Rohingya walk near closed shops in an alley of a refugee camp during a government-imposed lockdown of Cox's Bazar district as a preventive measure against Covid-19, in Ukhia, Bangladesh, on April 9, 2020. Photo: AFP / Mohammad Kalam

With the first confirmed Covid-19 case, suddenly the gates were shut. The aid workers and vehicles that normally created the daily hum of life at Cox’s Bazar refugee camp, suddenly were all but gone. An eerie silence fell on the biggest refugee camp in the history of mankind.

The newly constructed fence around the camp now looks even taller. These people are trapped with the coronavirus that causes this disease already inside.

This is the nightmare scenario that Rashid*, a normally upbeat Rohingya refugee in his 20s, feels every day. He knows that the camp – which more than 800,000 Rohingya refugees have reluctantly called home since they were forced to flee unspeakable violence in Myanmar in 2016 and 2017 – is a trying place to live even under ideal conditions. But the threat of a Covid-19 outbreak has brought a cloud of dread over the people there.

Nearly a million people are packed into single-story bamboo shacks, with up to triple the population density of Manhattan, and no way to leave. Almost no health infrastructure to speak of. No running water. An Internet shutdown and restricted mobile-phone access.

The camps’ narrow arteries and few main thoroughfares are normally clogged with people carrying small children, sacks of rice, bundles of bamboo, LPG canisters. The markets and a smattering of tea stalls, barbershops, poorly stocked pharmacies, and vegetable and fish stands see a brisk trade among the Rohingya that can afford their wares. 

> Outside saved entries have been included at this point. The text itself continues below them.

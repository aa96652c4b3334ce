//! Career statistics accumulated across launch attempts.

use serde::{Deserialize, Serialize};
use crate::launch::LaunchReport;

/// Aggregate launch statistics.
#[derive(Debug, Clone, Copy, Default, PartialEq, Eq, Serialize, Deserialize)]
#[serde(default)]
pub struct CareerStats {
    /// Evaluated launch attempts
    pub simulation_count: u64,

    /// Attempts that reached orbit (never exceeds `simulation_count`)
    pub successful_launches: u64,

    /// Highest altitude reached in any attempt, km
    pub best_altitude_km: u32,
}

impl CareerStats {
    /// Fold one evaluated attempt into the totals.
    pub fn record(&mut self, report: &LaunchReport) {
        self.simulation_count += 1;
        if report.is_success() {
            self.successful_launches += 1;
        }
        self.best_altitude_km = self.best_altitude_km.max(report.altitude_km);
    }

    /// Share of attempts that reached orbit, 0 when nothing was flown.
    pub fn success_rate(&self) -> f32 {
        if self.simulation_count == 0 {
            0.0
        } else {
            self.successful_launches as f32 / self.simulation_count as f32
        }
    }
}

#[cfg(test)]
mod tests {
    use super::*;
    use crate::launch::{LaunchDesign, LaunchOutcome};

    fn report(outcome: LaunchOutcome, altitude_km: u32) -> LaunchReport {
        LaunchReport {
            design: LaunchDesign::default(),
            outcome,
            altitude_km,
            thrust_to_weight: 2.0,
            delta_v: 0.0,
            total_mass_kg: 5700.0,
        }
    }

    #[test]
    fn test_record_accumulates() {
        let mut stats = CareerStats::default();
        stats.record(&report(LaunchOutcome::PartialSuccess, 218));
        stats.record(&report(LaunchOutcome::LaunchFailure, 0));
        stats.record(&report(LaunchOutcome::OrbitAchieved, 400));
        stats.record(&report(LaunchOutcome::InsufficientVelocity, 150));

        assert_eq!(stats.simulation_count, 4);
        assert_eq!(stats.successful_launches, 1);
        assert_eq!(stats.best_altitude_km, 400);
        assert!((stats.success_rate() - 0.25).abs() < f32::EPSILON);
    }

    #[test]
    fn test_best_altitude_never_decreases() {
        let mut stats = CareerStats::default();
        stats.record(&report(LaunchOutcome::PartialSuccess, 300));
        stats.record(&report(LaunchOutcome::PartialSuccess, 100));
        assert_eq!(stats.best_altitude_km, 300);
    }
}
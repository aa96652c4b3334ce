//! Typed load/save over a [`KeyValueStore`].

use serde::de::DeserializeOwned;
use serde::Serialize;
use tracing::warn;
use super::{KeyValueStore, Result};

/// Load `key` as `T`, falling back to `T::default()` when the key is absent
/// or its blob no longer decodes as `T`.
///
/// Backend failures (I/O) are still returned.
pub async fn load_or_default<T, S>(storage: &S, key: &str) -> Result<T>
where
    T: DeserializeOwned + Default,
    S: KeyValueStore + ?Sized,
{
    let Some(value) = storage.load(key).await? else {
        return Ok(T::default());
    };

    match serde_json::from_value(value) {
        Ok(record) => Ok(record),
        Err(e) => {
            warn!("Discarding undecodable record {}: {}", key, e);
            Ok(T::default())
        }
    }
}

/// Serialize `record` and store it under `key`.
pub async fn save_record<T, S>(storage: &mut S, key: &str, record: &T) -> Result<()>
where
    T: Serialize + Sync,
    S: KeyValueStore + ?Sized,
{
    let value = serde_json::to_value(record)?;
    storage.save(key, &value).await
}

But, mirroring decisions made across Bangladesh and in an effort to slow the spread of Covid-19, Dhaka, the United Nations and humanitarian agencies have locked down the camps and stripped humanitarian assistance down to all but essential health, nutrition, and water and sanitation services. 

With third- and fourth-generation (3G and 4G) Internet access blocked, under the guise of reducing violence and crime in the camps, and Rohingya not legally permitted to own Bangladeshi SIM cards, information about the lockdown has left refugees confused and feeling abandoned by the humanitarian providers they have come to rely on. 

“Foreign-aid workers disappeared,” Rashid said, “and no one understands why.”

The communication restrictions also inhibit access to basic information about Covid-19 and how Rohingya can protect themselves, contributing to a sense of panic in an environment already prone to rumors and misinformation. Rashid worries that the restrictions could be fatal. 

“The real information about the coronavirus is not reaching the people,” Rashid said. “Without awareness about the coronavirus, it will be impossible to stop its spread.”

Rashid and hundreds of thousands of other Rohingya are now relegated to their bamboo and plastic tarpaulin shelters, jammed on to precarious, silty hillsides that stretch for kilometers. The shelters are small, hot and cramped, packing an extended family into as little as 9 square meters. A maze of dusty walkways winds between the shelters, barely wide enough for two people to pass one another without touching. 

“According to the instructions of the WHO [World Health Organization] we are supposed to stay two meters apart from others,” Rashid said with both exasperation and fear in his voice. “How can we do this when 10 people are living in just a few square meters?” 

 It is also difficult for Rohingya to practice good hygiene. They lack adequate access to soap, water points and latrines are communal and crowded and, according to Rashid, often poorly maintained, thus discouraging people from washing their hands as often as they should.

Soon the stifling hot, dry season will give way to the lengthy monsoon season. A deluge of rain and wind will turn dirt paths and roads into rivers of mud, topple shelters, and crumble hillsides.

The steady rains will leave camp residents with little hope of staying dry and more prone to water-borne diseases and respiratory infections that could make Rohingya more vulnerable to Covid-19 and complicate the response to an outbreak. To matters worse, monsoon season is bookended by two dangerous cyclone seasons.

Rashid and other Rohingya leaders are doing their best to prepare themselves and their communities. Rashid is distributing masks, gloves, and paracetamol across the camps, raising awareness about Covid-19 through a small megaphone as he goes.

“If powerful countries cannot protect themselves from the coronavirus,” Rashid wonders, “how can we?”

*Name changed to protect his identity.

Bill Richardson was US ambassador to the United Nations between 1997 and 1998 and governor of New Mexico from 2003 to 2011. He was also US energy secretary from 1998-2001 in the Bill Clinton administration.